(THE RECORDS)

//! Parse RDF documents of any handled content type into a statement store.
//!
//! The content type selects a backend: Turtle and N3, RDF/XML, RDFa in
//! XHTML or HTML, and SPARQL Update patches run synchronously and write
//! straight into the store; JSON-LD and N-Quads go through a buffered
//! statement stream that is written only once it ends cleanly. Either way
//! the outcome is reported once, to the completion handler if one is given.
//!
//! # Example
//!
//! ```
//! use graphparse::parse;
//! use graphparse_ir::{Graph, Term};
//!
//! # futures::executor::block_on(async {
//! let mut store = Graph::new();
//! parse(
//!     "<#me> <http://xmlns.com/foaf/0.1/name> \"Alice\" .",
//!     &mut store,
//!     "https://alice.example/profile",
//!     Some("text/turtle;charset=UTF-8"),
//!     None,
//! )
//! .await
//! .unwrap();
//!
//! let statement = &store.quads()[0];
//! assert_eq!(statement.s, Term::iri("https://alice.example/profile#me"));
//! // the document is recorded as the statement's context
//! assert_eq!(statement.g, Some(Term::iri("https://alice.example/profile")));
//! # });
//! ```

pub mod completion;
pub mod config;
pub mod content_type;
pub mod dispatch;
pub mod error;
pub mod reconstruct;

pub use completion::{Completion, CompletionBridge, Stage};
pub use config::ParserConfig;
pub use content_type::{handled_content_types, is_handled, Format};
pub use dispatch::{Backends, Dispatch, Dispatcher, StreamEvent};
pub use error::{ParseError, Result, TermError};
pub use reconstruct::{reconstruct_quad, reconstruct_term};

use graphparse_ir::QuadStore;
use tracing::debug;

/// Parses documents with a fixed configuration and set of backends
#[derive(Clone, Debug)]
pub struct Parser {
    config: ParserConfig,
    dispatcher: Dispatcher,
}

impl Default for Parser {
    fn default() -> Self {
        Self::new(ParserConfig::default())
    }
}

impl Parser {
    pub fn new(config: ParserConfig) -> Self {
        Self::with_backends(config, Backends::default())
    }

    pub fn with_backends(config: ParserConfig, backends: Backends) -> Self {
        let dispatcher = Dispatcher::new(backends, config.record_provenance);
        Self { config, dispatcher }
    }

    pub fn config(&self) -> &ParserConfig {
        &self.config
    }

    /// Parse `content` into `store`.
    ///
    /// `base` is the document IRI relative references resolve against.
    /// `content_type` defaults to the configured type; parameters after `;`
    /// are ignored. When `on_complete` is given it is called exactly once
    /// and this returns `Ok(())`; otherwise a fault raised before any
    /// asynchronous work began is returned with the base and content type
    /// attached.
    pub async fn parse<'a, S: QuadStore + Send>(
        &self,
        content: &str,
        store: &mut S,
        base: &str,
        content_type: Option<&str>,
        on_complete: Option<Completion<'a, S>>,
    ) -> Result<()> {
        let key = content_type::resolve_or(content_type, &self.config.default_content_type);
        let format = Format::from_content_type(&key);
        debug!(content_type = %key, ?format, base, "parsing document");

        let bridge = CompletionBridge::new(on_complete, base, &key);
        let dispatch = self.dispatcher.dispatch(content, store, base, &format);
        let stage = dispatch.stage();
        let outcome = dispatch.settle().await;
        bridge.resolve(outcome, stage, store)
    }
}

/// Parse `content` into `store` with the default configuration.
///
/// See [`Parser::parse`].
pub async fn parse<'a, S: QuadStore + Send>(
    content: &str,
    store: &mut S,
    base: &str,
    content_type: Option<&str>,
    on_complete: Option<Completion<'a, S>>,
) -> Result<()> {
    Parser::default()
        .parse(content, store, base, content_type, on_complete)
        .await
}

(End THE RECORDS)
(THE RECORDS)

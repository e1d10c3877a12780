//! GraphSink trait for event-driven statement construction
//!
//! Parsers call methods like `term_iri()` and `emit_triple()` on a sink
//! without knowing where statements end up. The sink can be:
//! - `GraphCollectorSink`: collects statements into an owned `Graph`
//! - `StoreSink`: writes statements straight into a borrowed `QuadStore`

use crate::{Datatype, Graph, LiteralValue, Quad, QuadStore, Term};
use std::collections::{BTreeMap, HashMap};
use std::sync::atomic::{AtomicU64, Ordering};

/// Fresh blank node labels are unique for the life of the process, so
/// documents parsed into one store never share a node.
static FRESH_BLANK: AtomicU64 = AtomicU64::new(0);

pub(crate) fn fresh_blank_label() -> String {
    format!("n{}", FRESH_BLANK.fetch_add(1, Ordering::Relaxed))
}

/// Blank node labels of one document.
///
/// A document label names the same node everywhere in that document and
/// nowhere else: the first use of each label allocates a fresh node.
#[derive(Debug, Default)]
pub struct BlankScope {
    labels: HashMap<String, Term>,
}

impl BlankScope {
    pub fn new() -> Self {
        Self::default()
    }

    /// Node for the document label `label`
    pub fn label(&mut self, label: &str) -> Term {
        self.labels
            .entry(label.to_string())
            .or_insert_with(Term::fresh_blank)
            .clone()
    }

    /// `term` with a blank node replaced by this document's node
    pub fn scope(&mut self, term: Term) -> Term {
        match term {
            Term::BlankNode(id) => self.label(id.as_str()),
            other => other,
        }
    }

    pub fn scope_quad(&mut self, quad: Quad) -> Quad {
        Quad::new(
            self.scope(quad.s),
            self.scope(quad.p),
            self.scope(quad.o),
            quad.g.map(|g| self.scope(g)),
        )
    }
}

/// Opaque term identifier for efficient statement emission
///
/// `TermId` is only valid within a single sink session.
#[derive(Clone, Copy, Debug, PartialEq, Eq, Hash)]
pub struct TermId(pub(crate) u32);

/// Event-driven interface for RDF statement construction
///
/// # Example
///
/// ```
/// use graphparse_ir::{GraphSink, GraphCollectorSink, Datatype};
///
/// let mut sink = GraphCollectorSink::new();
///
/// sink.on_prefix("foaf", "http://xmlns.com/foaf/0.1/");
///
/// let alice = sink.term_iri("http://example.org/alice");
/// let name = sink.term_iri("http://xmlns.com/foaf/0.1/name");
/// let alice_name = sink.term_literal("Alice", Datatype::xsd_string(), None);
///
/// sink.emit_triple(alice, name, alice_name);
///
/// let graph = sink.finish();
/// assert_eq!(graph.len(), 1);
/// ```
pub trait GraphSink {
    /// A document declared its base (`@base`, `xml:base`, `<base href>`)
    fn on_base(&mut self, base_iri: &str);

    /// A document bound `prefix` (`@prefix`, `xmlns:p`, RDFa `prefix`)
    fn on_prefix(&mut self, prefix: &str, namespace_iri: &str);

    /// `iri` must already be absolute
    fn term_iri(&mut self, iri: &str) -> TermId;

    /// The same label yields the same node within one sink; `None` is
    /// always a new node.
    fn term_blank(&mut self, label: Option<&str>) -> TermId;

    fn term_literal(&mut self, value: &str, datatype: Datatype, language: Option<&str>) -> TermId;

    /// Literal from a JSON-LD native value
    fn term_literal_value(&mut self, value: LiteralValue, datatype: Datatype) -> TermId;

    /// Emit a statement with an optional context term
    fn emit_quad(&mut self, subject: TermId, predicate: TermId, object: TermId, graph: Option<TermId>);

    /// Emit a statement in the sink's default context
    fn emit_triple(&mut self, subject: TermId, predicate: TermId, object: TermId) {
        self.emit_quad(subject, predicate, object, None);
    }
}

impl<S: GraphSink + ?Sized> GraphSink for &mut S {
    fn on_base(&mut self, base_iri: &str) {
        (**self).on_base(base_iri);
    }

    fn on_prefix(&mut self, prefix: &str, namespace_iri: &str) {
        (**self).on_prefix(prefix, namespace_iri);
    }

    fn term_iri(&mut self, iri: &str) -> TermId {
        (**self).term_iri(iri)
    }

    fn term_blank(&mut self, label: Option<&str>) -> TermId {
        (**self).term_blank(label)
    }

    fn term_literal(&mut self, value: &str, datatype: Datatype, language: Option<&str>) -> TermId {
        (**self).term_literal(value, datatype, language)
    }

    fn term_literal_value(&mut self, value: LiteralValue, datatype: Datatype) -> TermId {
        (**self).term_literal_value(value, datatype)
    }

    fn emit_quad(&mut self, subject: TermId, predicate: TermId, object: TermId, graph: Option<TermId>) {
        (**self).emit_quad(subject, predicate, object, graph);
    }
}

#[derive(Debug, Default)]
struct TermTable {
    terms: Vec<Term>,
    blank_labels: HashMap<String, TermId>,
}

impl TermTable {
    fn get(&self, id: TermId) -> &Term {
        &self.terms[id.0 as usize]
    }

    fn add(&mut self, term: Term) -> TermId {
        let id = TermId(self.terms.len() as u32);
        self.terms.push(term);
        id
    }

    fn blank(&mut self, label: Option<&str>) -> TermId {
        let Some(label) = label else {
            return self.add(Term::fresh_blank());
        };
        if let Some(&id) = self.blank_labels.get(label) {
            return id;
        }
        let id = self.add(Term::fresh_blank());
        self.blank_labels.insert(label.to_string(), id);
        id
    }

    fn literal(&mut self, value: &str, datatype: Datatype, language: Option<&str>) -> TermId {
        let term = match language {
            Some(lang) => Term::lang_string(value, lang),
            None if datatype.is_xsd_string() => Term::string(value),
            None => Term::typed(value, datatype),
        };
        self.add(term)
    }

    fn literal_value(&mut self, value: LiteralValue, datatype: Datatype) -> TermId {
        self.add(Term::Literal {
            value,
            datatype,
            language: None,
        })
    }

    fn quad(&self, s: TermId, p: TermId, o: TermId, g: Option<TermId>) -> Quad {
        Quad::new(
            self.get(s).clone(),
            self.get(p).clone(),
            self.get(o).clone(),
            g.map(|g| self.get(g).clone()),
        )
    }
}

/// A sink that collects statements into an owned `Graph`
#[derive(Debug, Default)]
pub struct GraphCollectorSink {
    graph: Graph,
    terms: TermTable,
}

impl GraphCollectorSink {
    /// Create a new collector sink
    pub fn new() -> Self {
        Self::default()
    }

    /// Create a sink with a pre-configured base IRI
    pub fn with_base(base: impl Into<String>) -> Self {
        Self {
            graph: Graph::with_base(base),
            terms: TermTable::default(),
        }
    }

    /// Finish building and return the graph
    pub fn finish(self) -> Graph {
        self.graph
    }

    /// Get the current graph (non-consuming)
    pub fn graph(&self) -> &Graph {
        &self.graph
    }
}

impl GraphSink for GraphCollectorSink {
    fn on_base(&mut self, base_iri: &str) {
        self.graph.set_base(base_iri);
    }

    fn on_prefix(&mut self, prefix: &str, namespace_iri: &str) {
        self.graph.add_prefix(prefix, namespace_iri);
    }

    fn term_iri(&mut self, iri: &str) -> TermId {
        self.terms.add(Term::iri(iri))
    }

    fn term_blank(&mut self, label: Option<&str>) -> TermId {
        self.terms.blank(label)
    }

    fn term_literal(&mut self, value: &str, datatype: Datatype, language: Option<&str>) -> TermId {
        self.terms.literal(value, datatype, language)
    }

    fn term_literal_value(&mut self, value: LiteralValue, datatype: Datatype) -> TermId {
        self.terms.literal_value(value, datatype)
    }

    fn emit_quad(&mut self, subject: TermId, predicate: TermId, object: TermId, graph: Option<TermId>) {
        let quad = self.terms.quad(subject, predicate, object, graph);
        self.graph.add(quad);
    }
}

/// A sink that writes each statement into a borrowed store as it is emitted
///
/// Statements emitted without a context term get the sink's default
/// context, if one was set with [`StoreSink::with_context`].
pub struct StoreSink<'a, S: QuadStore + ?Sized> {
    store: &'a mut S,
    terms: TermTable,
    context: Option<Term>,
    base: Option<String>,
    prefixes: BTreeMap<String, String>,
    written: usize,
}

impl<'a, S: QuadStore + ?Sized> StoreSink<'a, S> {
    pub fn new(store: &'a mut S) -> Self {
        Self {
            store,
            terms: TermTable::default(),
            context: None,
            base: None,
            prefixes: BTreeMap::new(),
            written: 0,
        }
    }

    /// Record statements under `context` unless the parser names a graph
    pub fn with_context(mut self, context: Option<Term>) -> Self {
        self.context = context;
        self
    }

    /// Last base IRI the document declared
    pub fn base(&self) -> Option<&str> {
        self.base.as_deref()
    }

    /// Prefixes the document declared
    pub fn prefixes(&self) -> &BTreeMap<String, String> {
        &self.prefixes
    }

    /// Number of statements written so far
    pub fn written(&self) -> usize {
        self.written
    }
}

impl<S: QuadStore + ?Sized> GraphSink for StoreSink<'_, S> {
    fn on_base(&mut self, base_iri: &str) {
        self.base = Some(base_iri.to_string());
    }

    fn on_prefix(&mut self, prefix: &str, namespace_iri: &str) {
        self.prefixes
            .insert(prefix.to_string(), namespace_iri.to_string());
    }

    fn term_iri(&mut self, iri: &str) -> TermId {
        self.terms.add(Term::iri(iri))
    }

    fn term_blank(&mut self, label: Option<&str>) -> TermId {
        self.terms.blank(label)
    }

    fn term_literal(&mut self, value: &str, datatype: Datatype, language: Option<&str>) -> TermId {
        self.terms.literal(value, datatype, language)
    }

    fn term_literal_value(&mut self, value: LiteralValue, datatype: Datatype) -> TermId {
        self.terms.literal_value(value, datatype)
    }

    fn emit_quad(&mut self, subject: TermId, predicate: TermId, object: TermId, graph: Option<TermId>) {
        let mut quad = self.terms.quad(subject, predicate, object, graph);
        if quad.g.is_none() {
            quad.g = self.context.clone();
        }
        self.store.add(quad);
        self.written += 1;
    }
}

(End THE RECORDS)

In the listing above, the lines from the one containing "RDF/XML, RDFa in" through the one containing "cleanly. Either way" must be set down exactly, with no other lines.

● **ANSWER FOR THIS EXERCISE**:
//! The content type selects a backend: Turtle and N3, RDF/XML, RDFa in
//! XHTML or HTML, and SPARQL Update patches run synchronously and write
//! straight into the store; JSON-LD and N-Quads go through a buffered
//! statement stream that is written only once it ends cleanly. Either way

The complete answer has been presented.